La energía ocupa un lugar central en la economía argentina y global. Generación, infraestructura y distribución definen no solo el crecimiento productivo, sino también el impacto ambiental a largo plazo, aspectos que tuvo en cuanta la empresa Miron.
En Argentina, el debate energético atraviesa décadas y se reactiva con cada pico de demanda. Por eso, avanzar hacia esquemas sustentables aparece como una respuesta estructural.
En ese contexto, la transición hacia fuentes renovables gana peso como estrategia para reducir emisiones y fortalecer la seguridad energética.

Una apuesta solar desde el sector productivo
En este escenario se inscribe la experiencia de Miron, una empresa con más de 60 años en el rubro de la energía eléctrica. Desde hace casi una década, la firma impulsó una unidad dedicada a parques solares.
A través de Solar Miron, la compañía desarrolló proyectos para grandes usuarios del sector productivo. Danone, Maxiconsumo y AOTA figuran entre las empresas que incorporaron esta tecnología. Sin embargo, el paso decisivo fue llevar la transición energética a su propia planta industrial.
Una fábrica autosustentable como ejemplo
Con una estrategia de reconversión productiva, Miron puso en marcha el primer parque solar integrado a una fábrica de transformadores en Argentina. El objetivo fue cubrir su propio consumo eléctrico.

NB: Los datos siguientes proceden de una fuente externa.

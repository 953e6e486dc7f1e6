//! `gmskube` - install and configure GMS instances on Kubernetes

use std::process::ExitCode;

use clap::Parser;
use gmskube_cli::commands::{self, Cli};
use tracing::{debug, error};
use tracing_subscriber::EnvFilter;

#[tokio::main]
async fn main() -> ExitCode {
    let cli = Cli::parse();
    let verbose = cli.global.verbose;
    init_logging(verbose);

    match commands::run(cli).await {
        Ok(()) => ExitCode::SUCCESS,
        Err(e) => {
            if let Some(kind) = e.downcast_ref::<gmskube_cli::Error>().map(gmskube_cli::Error::kind) {
                debug!("Failure kind: {kind:?}");
            }
            if verbose {
                error!("{e:?}");
            } else {
                error!("{e:#}");
            }
            ExitCode::FAILURE
        }
    }
}

fn init_logging(verbose: bool) {
    let default = if verbose { "debug" } else { "info" };
    let filter = EnvFilter::try_from_default_env().unwrap_or_else(|_| EnvFilter::new(default));
    tracing_subscriber::fmt()
        .with_env_filter(filter)
        .with_target(false)
        .without_time()
        .init();
}
#[derive(Debug, Default)]
pub struct LoaderState {
    pub alive: bool,
    /// Submissions answered with 404 before one is accepted
    pub submit_not_found: usize,
    pub submit_status: Option<u16>,
    /// Scripted `/result` replies; the last one repeats
    pub results: VecDeque<(u16, String)>,
    pub alive_calls: usize,
    pub load_calls: usize,
    pub reload_calls: usize,
    pub saw_zipfile: bool,
}

/// A `config-loader` service answering from a script, served on a local port
#[derive(Debug, Clone, Default)]
pub struct ScriptedLoader {
    pub state: Arc<Mutex<LoaderState>>,
}

impl ScriptedLoader {
    pub fn alive() -> Self {
        let loader = Self::default();
        loader.state.lock().unwrap().alive = true;
        loader
    }

    pub fn script_results(&self, results: &[(u16, &str)]) {
        self.state.lock().unwrap().results = results
            .iter()
            .map(|(code, body)| (*code, (*body).to_string()))
            .collect();
    }

    pub fn with<R>(&self, f: impl FnOnce(&LoaderState) -> R) -> R {
        f(&self.state.lock().unwrap())
    }

    /// Start serving and return the loader base URL
    pub async fn serve(&self) -> String {
        let app = Router::new()
            .route("/config-loader/alive", get(alive))
            .route("/config-loader/load", post(load))
            .route("/config-loader/reload", post(reload))
            .route("/config-loader/result", get(result))
            .with_state(self.clone());

        let listener = tokio::net::TcpListener::bind("127.0.0.1:0").await.unwrap();
        let addr = listener.local_addr().unwrap();
        tokio::spawn(async move {
            axum::serve(listener, app).await.unwrap();
        });
        format!("http://{addr}/config-loader")
    }
}

fn status(code: u16) -> StatusCode {
    StatusCode::from_u16(code).unwrap()
}

async fn alive(State(loader): State<ScriptedLoader>) -> StatusCode {
    let mut state = loader.state.lock().unwrap();
    state.alive_calls += 1;
    if state.alive {
        StatusCode::OK
    } else {
        StatusCode::SERVICE_UNAVAILABLE
    }
}

fn accept_submission(state: &mut LoaderState, headers: &HeaderMap, body: &Bytes) -> StatusCode {
    if state.submit_not_found > 0 {
        state.submit_not_found -= 1;
        return StatusCode::NOT_FOUND;
    }
    let multipart = headers
        .get(header::CONTENT_TYPE)
        .and_then(|v| v.to_str().ok())
        .is_some_and(|v| v.starts_with("multipart/form-data"));
    if multipart && String::from_utf8_lossy(body).contains("name=\"zipfile\"") {
        state.saw_zipfile = true;
    }
    state.submit_status.map_or(StatusCode::OK, status)
}

async fn load(State(loader): State<ScriptedLoader>, headers: HeaderMap, body: Bytes) -> StatusCode {
    let mut state = loader.state.lock().unwrap();
    state.load_calls += 1;
    accept_submission(&mut state, &headers, &body)
}

async fn reload(
    State(loader): State<ScriptedLoader>,
    headers: HeaderMap,
    body: Bytes,
) -> StatusCode {
    let mut state = loader.state.lock().unwrap();
    state.reload_calls += 1;
    accept_submission(&mut state, &headers, &body)
}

El parque cuenta con 297 módulos fotovoltaicos de 580 W y una potencia instalada de 172,26 kWp. La energía generada abastece los consumos diarios de la planta.
Gracias a este sistema, se evita la emisión de 67,89 toneladas de CO₂ al año y se reduce de forma significativa la dependencia de fuentes convencionales.

¿Cuáles son sus beneficios ambientales y productivos?
La generación solar distribuida permite disminuir emisiones asociadas a la industria. Además, contribuye a descomprimir la demanda sobre el sistema eléctrico nacional.
Desde el punto de vista económico, la inversión se amortiza en apenas cuatro años. Esto refuerza la viabilidad de la energía solar en entornos fabriles de alta demanda.
A su vez, el proyecto mejora la resiliencia energética frente a cortes y fluctuaciones del suministro tradicional.
Un modelo replicable para la industria
La experiencia posiciona a la planta de Miron como un modelo de gestión energética sostenible. Demuestra que la transición es posible sin comprometer la operación industrial.
Al integrar la sustentabilidad como pilar estratégico, la empresa consolida un doble rol. Por un lado, produce equipamiento eléctrico; por otro, impulsa soluciones solares a gran escala.
Así, la iniciativa muestra que la energía limpia no es solo una alternativa ambiental, sino también una decisión productiva con beneficios concretos para el presente y el futuro.